ASSIGNMENT: Report the number of lines in the records below that contain the word "modes", and nothing more.
···
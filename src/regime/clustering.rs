//! Seeded k-means over z-scored (volatility, drawdown, trend) rows.

use rand::rngs::StdRng;
use rand::{Rng, SeedableRng};

use crate::model::{RegimeFeatures, RegimeLabel};
use crate::regime::RegimeThresholds;

pub const N_CLUSTERS: usize = 4;
const N_INIT: usize = 10;
const MAX_ITER: usize = 300;
const TOLERANCE: f64 = 1e-4;

type Point = [f64; 3];

/// Per-column standardization fitted on the training rows.
#[derive(Debug, Clone, Copy)]
struct Scaler {
    mean: Point,
    scale: Point,
}

impl Scaler {
    fn fit(points: &[Point]) -> Self {
        let n = points.len().max(1) as f64;
        let mut mean = [0.0; 3];
        for p in points {
            for d in 0..3 {
                mean[d] += p[d];
            }
        }
        for m in &mut mean {
            *m /= n;
        }
        let mut scale = [0.0; 3];
        for p in points {
            for d in 0..3 {
                scale[d] += (p[d] - mean[d]).powi(2);
            }
        }
        for s in &mut scale {
            *s = (*s / n).sqrt();
            // Constant columns are left unscaled.
            if s.is_nan() || *s <= 0.0 {
                *s = 1.0;
            }
        }
        Self { mean, scale }
    }

    fn transform(&self, p: &Point) -> Point {
        [
            (p[0] - self.mean[0]) / self.scale[0],
            (p[1] - self.mean[1]) / self.scale[1],
            (p[2] - self.mean[2]) / self.scale[2],
        ]
    }
}

/// Fitted partition plus the regime assigned to each cluster.
#[derive(Debug, Clone)]
pub struct ClusterModel {
    scaler: Scaler,
    centroids: Vec<Point>,
    cluster_regimes: Vec<RegimeLabel>,
}

impl ClusterModel {
    /// Fit on `rows` and label each cluster by thresholding the mean raw
    /// features of its members. Returns `None` for empty input.
    pub fn fit(rows: &[RegimeFeatures], thresholds: &RegimeThresholds, seed: u64) -> Option<Self> {
        if rows.is_empty() {
            return None;
        }
        let raw: Vec<Point> = rows.iter().map(|r| r.sanitized().as_array()).collect();
        let scaler = Scaler::fit(&raw);
        let scaled: Vec<Point> = raw.iter().map(|p| scaler.transform(p)).collect();

        let k = N_CLUSTERS.min(scaled.len());
        let mut rng = StdRng::seed_from_u64(seed);
        let (centroids, labels) = kmeans(&scaled, k, &mut rng);

        let cluster_regimes = (0..centroids.len())
            .map(|c| {
                let members: Vec<&Point> = raw
                    .iter()
                    .zip(labels.iter())
                    .filter(|(_, label)| **label == c)
                    .map(|(p, _)| p)
                    .collect();
                let representative = if members.is_empty() {
                    unscale(&scaler, &centroids[c])
                } else {
                    mean_point(&members)
                };
                thresholds.classify(&RegimeFeatures::from_array(representative))
            })
            .collect();

        Some(Self {
            scaler,
            centroids,
            cluster_regimes,
        })
    }

    /// Assign every row to its nearest centroid in the training scale.
    pub fn predict(&self, rows: &[RegimeFeatures]) -> Vec<RegimeLabel> {
        rows.iter()
            .map(|r| {
                let p = self.scaler.transform(&r.sanitized().as_array());
                let (idx, _) = nearest(&self.centroids, &p);
                self.cluster_regimes[idx]
            })
            .collect()
    }

    pub fn n_clusters(&self) -> usize {
        self.centroids.len()
    }

    pub fn cluster_regimes(&self) -> &[RegimeLabel] {
        &self.cluster_regimes
    }
}

/// Best of `N_INIT` k-means++ restarts by inertia.
fn kmeans(points: &[Point], k: usize, rng: &mut StdRng) -> (Vec<Point>, Vec<usize>) {
    let mut best: Option<(Vec<Point>, Vec<usize>, f64)> = None;
    for _ in 0..N_INIT {
        let (centroids, labels, inertia) = kmeans_once(points, k, rng);
        let better = best
            .as_ref()
            .map(|(_, _, best_inertia)| inertia < *best_inertia)
            .unwrap_or(true);
        if better {
            best = Some((centroids, labels, inertia));
        }
    }
    match best {
        Some((centroids, labels, _)) => (centroids, labels),
        None => (Vec::new(), Vec::new()),
    }
}

fn kmeans_once(points: &[Point], k: usize, rng: &mut StdRng) -> (Vec<Point>, Vec<usize>, f64) {
    let mut centroids = init_plus_plus(points, k, rng);
    let mut labels = vec![0usize; points.len()];

    for _ in 0..MAX_ITER {
        for (i, p) in points.iter().enumerate() {
            labels[i] = nearest(&centroids, p).0;
        }

        let mut sums = vec![[0.0; 3]; k];
        let mut counts = vec![0usize; k];
        for (p, &label) in points.iter().zip(labels.iter()) {
            for d in 0..3 {
                sums[label][d] += p[d];
            }
            counts[label] += 1;
        }

        let mut shift = 0.0;
        for c in 0..k {
            if counts[c] == 0 {
                continue;
            }
            let updated = [
                sums[c][0] / counts[c] as f64,
                sums[c][1] / counts[c] as f64,
                sums[c][2] / counts[c] as f64,
            ];
            shift += dist2(&centroids[c], &updated);
            centroids[c] = updated;
        }
        if shift <= TOLERANCE * TOLERANCE {
            break;
        }
    }

    let mut inertia = 0.0;
    for (i, p) in points.iter().enumerate() {
        let (idx, d) = nearest(&centroids, p);
        labels[i] = idx;
        inertia += d;
    }
    (centroids, labels, inertia)
}

fn init_plus_plus(points: &[Point], k: usize, rng: &mut StdRng) -> Vec<Point> {
    let mut centroids = Vec::with_capacity(k);
    centroids.push(points[rng.gen_range(0..points.len())]);

    while centroids.len() < k {
        let weights: Vec<f64> = points.iter().map(|p| nearest(&centroids, p).1).collect();
        let total: f64 = weights.iter().sum();
        let next = if total > 0.0 {
            let mut target = rng.gen::<f64>() * total;
            let mut chosen = points.len() - 1;
            for (i, w) in weights.iter().enumerate() {
                if target < *w {
                    chosen = i;
                    break;
                }
                target -= w;
            }
            chosen
        } else {
            rng.gen_range(0..points.len())
        };
        centroids.push(points[next]);
    }
    centroids
}

fn nearest(centroids: &[Point], p: &Point) -> (usize, f64) {
    let mut best_idx = 0;
    let mut best_dist = f64::INFINITY;
    for (idx, c) in centroids.iter().enumerate() {
        let d = dist2(c, p);
        if d < best_dist {
            best_dist = d;
            best_idx = idx;
        }
    }
    (best_idx, best_dist)
}

fn dist2(a: &Point, b: &Point) -> f64 {
    (a[0] - b[0]).powi(2) + (a[1] - b[1]).powi(2) + (a[2] - b[2]).powi(2)
}

fn mean_point(points: &[&Point]) -> Point {
    let n = points.len() as f64;
    let mut out = [0.0; 3];
    for p in points {
        for d in 0..3 {
            out[d] += p[d];
        }
    }
    [out[0] / n, out[1] / n, out[2] / n]
}

fn unscale(scaler: &Scaler, p: &Point) -> Point {
    [
        p[0] * scaler.scale[0] + scaler.mean[0],
        p[1] * scaler.scale[1] + scaler.mean[1],
        p[2] * scaler.scale[2] + scaler.mean[2],
    ]
}
//! Regime-adaptive target weights over a fixed ticker universe.

use std::str::FromStr;

use crate::error::{AppError, Result};
use crate::model::{RegimeLabel, WeightVector};

/// Floor applied to per-asset volatility before inversion.
pub const VOL_FLOOR: f64 = 1e-8;

const GROWTH_TILT: f64 = 0.7;
const DEFENSIVE_TILT_DOWN: f64 = 0.6;
const DEFENSIVE_TILT_CRASH: f64 = 0.8;

#[derive(Debug, Clone, Copy, PartialEq, Eq)]
pub enum AllocationMode {
    /// Fixed split per regime; first ticker is growth, second is defensive.
    RegimeTemplate,
    /// Inverse-volatility weights from a covariance diagonal.
    RiskParity,
    /// Weights proportional to positive momentum.
    Momentum,
    EqualWeight,
}

impl FromStr for AllocationMode {
    type Err = AppError;

    fn from_str(s: &str) -> std::result::Result<Self, Self::Err> {
        match s.trim().to_ascii_lowercase().as_str() {
            "regime" | "regime_template" => Ok(Self::RegimeTemplate),
            "risk_parity" | "inverse_vol" => Ok(Self::RiskParity),
            "momentum" => Ok(Self::Momentum),
            "equal" | "equal_weight" => Ok(Self::EqualWeight),
            other => Err(AppError::invalid_config(format!(
                "unknown allocation mode '{}', expected one of regime/risk_parity/momentum/equal",
                other
            ))),
        }
    }
}

/// Optional quantitative input for the non-template modes.
#[derive(Debug, Clone, Copy)]
pub enum AllocationSignal<'a> {
    None,
    Covariance(&'a [Vec<f64>]),
    Momentum(&'a [f64]),
}

#[derive(Debug, Clone)]
pub struct AllocationPolicy {
    tickers: Vec<String>,
    mode: AllocationMode,
}

impl AllocationPolicy {
    pub fn new(tickers: Vec<String>, mode: AllocationMode) -> Result<Self> {
        if tickers.is_empty() {
            return Err(AppError::invalid_config(
                "allocation universe must contain at least one ticker",
            ));
        }
        Ok(Self { tickers, mode })
    }

    pub fn tickers(&self) -> &[String] {
        &self.tickers
    }

    pub fn mode(&self) -> AllocationMode {
        self.mode
    }

    /// Target weights for `regime`. Quantitative modes use `signal` when it
    /// matches the mode and fall back to the regime template otherwise.
    pub fn target_weights(&self, regime: RegimeLabel, signal: AllocationSignal<'_>) -> WeightVector {
        if self.tickers.len() == 1 {
            return WeightVector::from_parts(self.tickers.clone(), vec![1.0]);
        }
        let raw = match (self.mode, signal) {
            (AllocationMode::RiskParity, AllocationSignal::Covariance(cov)) => {
                self.inverse_volatility(cov)
            }
            (AllocationMode::Momentum, AllocationSignal::Momentum(scores)) => {
                self.momentum_proportional(scores)
            }
            (AllocationMode::EqualWeight, _) => WeightVector::equal(&self.tickers),
            _ => self.regime_template(regime),
        };
        raw.normalized()
    }

    fn regime_template(&self, regime: RegimeLabel) -> WeightVector {
        let n = self.tickers.len();
        let rest = (n - 1) as f64;
        let weights = match regime {
            RegimeLabel::TrendingUp => (0..n)
                .map(|i| if i == 0 { GROWTH_TILT } else { (1.0 - GROWTH_TILT) / rest })
                .collect(),
            RegimeLabel::TrendingDown => defensive_split(n, DEFENSIVE_TILT_DOWN),
            RegimeLabel::Crash => defensive_split(n, DEFENSIVE_TILT_CRASH),
            RegimeLabel::HighVol => vec![1.0 / n as f64; n],
        };
        WeightVector::from_parts(self.tickers.clone(), weights)
    }

    fn inverse_volatility(&self, cov: &[Vec<f64>]) -> WeightVector {
        let inv: Vec<f64> = (0..self.tickers.len())
            .map(|i| {
                let var = cov.get(i).and_then(|row| row.get(i)).copied().unwrap_or(f64::NAN);
                let vol = var.sqrt();
                let vol = if vol.is_finite() && vol > 0.0 { vol } else { VOL_FLOOR };
                1.0 / vol
            })
            .collect();
        WeightVector::from_parts(self.tickers.clone(), inv)
    }

    fn momentum_proportional(&self, scores: &[f64]) -> WeightVector {
        let positive: Vec<f64> = (0..self.tickers.len())
            .map(|i| {
                let s = scores.get(i).copied().unwrap_or(0.0);
                if s.is_finite() {
                    s.max(0.0)
                } else {
                    0.0
                }
            })
            .collect();
        if positive.iter().sum::<f64>() <= 0.0 {
            tracing::debug!("No positive momentum; falling back to equal weight");
            return WeightVector::equal(&self.tickers);
        }
        WeightVector::from_parts(self.tickers.clone(), positive)
    }
}

fn defensive_split(n: usize, defensive: f64) -> Vec<f64> {
    let other = (1.0 - defensive) / (n - 1) as f64;
    (0..n)
        .map(|i| if i == 1 { defensive } else { other })
        .collect()
}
···
TASK RESULT: 2